Anita
Diamant
An interview by Ellen Kanner from
Anita
Diamant has faith in one thing -- the connection between women. She explored
and celebrated that connection, that powerful bond of sisterhood, in her 1997
novel The
Red Tent. Based on the story of Dinah from the book of Genesis, The
Red Tent portrays the primal relationships between women in a way that is
far from archaic.
In a world
where "women's friendships are unspoken and undervalued," as Diamant says, her
novel came as a gift to women, and women returned the favor. Though The Red
Tent came out with virtually no fanfare or reviews, women bought the novel,
recommended it and even started Red Tent reading groups. From its dead-in-the-water
beginnings, Diamant's novel began inching up the New York Times bestseller
list and has since sold over a million copies.
"You can't market
to reading groups," says the author, speaking from her home in West Newton,
Massachusetts. "They'll pick and choose what they like and that's a wonderful
testament. They liked the book and recommended it to each other in a big way.
It's such a women's phenomenon, it's almost entirely women's experience."
Women's
experience also drives Diamant's new novel, Good
Harbor, which intertwines the stories of two women. Joyce, a
writer in her early 40s stuck in a lackluster marriage, buys a vacation home
in the Massachusetts beach town of Cape Ann, where she meets Kathleen, 59. The
two women discover, as Diamant writes, "an endless supply of things to talk
about. Headlines, bathing suits, books, and story by story, themselves."
Like Diamant, who
rented a cottage on Cape Ann while she wrote, Kathleen loves Good Harbor, a
stretch of beach outside the town with its "straight line between the sea and
the sky. . . . [T]he size of it all . . . does put things in perspective," as
Kathleen says. Eventually, the bond of sisterhood the women find in each other
becomes a good harbor in itself.
While the story
of The Red Tent came from the pages of the Bible, the plot of Good
Harbor, set in the present, comes from the pages of Diamant's life and the
lives of the women she knows. "The issues of midlife are on my plate and on
the plates of most of my friends," she says. The book examines one of the biggest
issues when Kathleen is diagnosed with breast cancer.
"Breast cancer
is one of the great fears of women of our time. We're all waiting for it to
happen to us," says the author. "Almost every month, I hear of someone I know,
a friend of a friend who's been diagnosed."
Diamant's
portrayal of Kathleen's bravery, her terror and the awful, debilitating routine
of radiation treatment comes not from first-hand experience, but as the result
of research and a novelist's capacity to plumb the human heart. The author spoke
to medical experts and listened to the stories of friends who were diagnosed.
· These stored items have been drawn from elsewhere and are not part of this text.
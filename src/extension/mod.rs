//! Output extensions
//!
//! An extension is a named callable that receives the extracted fields of an
//! item and returns a JSON object whose keys are merged into the output
//! record. Extensions are resolved by name when the crawl is configured, so a
//! typo in `extend-output` fails before any page is fetched.

use crate::output::ItemFields;
use crate::{ConfigError, HarvestError};
use serde_json::{json, Map, Value};
use std::collections::HashMap;
use std::sync::Arc;

/// A registered output extension
pub type OutputExtension = Arc<dyn Fn(&ItemFields) -> Value + Send + Sync>;

/// Name-to-extension lookup table
#[derive(Clone, Default)]
pub struct ExtensionRegistry {
    extensions: HashMap<String, OutputExtension>,
}

impl ExtensionRegistry {
    /// Creates an empty registry
    pub fn new() -> Self {
        Self::default()
    }

    /// Creates a registry holding the built-in extensions
    ///
    /// - `scraped-at`: adds `scrapedAt` with the current UTC time
    /// - `size-count`: adds `sizeCount` with the number of listed sizes
    pub fn with_builtins() -> Self {
        let mut registry = Self::new();

        registry.register("scraped-at", |_fields: &ItemFields| {
            json!({ "scrapedAt": chrono::Utc::now().to_rfc3339() })
        });

        registry.register("size-count", |fields: &ItemFields| {
            json!({ "sizeCount": fields.sizes.len() })
        });

        registry
    }

    /// Registers an extension, replacing any previous one with the same name
    pub fn register<F>(&mut self, name: impl Into<String>, extension: F)
    where
        F: Fn(&ItemFields) -> Value + Send + Sync + 'static,
    {
        self.extensions.insert(name.into(), Arc::new(extension));
    }

    /// Looks up an extension by name
    pub fn resolve(&self, name: &str) -> Result<OutputExtension, ConfigError> {
        self.extensions
            .get(name)
            .cloned()
            .ok_or_else(|| ConfigError::UnknownExtension(name.to_string()))
    }

    /// Returns the registered names, sorted
    pub fn names(&self) -> Vec<&str> {
        let mut names: Vec<&str> = self.extensions.keys().map(String::as_str).collect();
        names.sort_unstable();
        names
    }
}

/// Runs an extension and returns the keys to merge
///
/// A result that is not a JSON object violates the extension contract and is
/// fatal for the whole crawl.
pub fn apply(
    extension: &OutputExtension,
    fields: &ItemFields,
) -> Result<Map<String, Value>, HarvestError> {
    match extension(fields) {
        Value::Object(map) => Ok(map),
        other => Err(HarvestError::Extension(format!(
            "extension has to return an object, got {}",
            kind_of(&other)
        ))),
    }
}

fn kind_of(value: &Value) -> &'static str {
    match value {
        Value::Null => "null",
        Value::Bool(_) => "a boolean",
        Value::Number(_) => "a number",
        Value::String(_) => "a string",
        Value::Array(_) => "an array",
        Value::Object(_) => "an object",
    }
}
But to create a real physical sense of what Kathleen goes through, "I went to
an oncology clinic. I got on the table. This is not something you want to do,"
says Diamant. "But it gives you a physical sense of what that's like, a little
of that experience."
Oddly enough, life
at the oncology clinic gave her hope. "Most women survive breast cancer. When
I started writing, I thought Kathleen was going to die, but breast cancer doesn't
have to be a death sentence -- and I liked her too much [to kill her off],"
she says.
Although she likes
Kathleen, the author identifies more closely with Joyce. "I share some of her
sense of humor," a wry attitude covering up the fact that Joyce, at 40, is floundering
for direction. The feeling came from Diamant's own experience. It's what drove
her, after 20 years as a journalist and author of nonfiction, to change gears.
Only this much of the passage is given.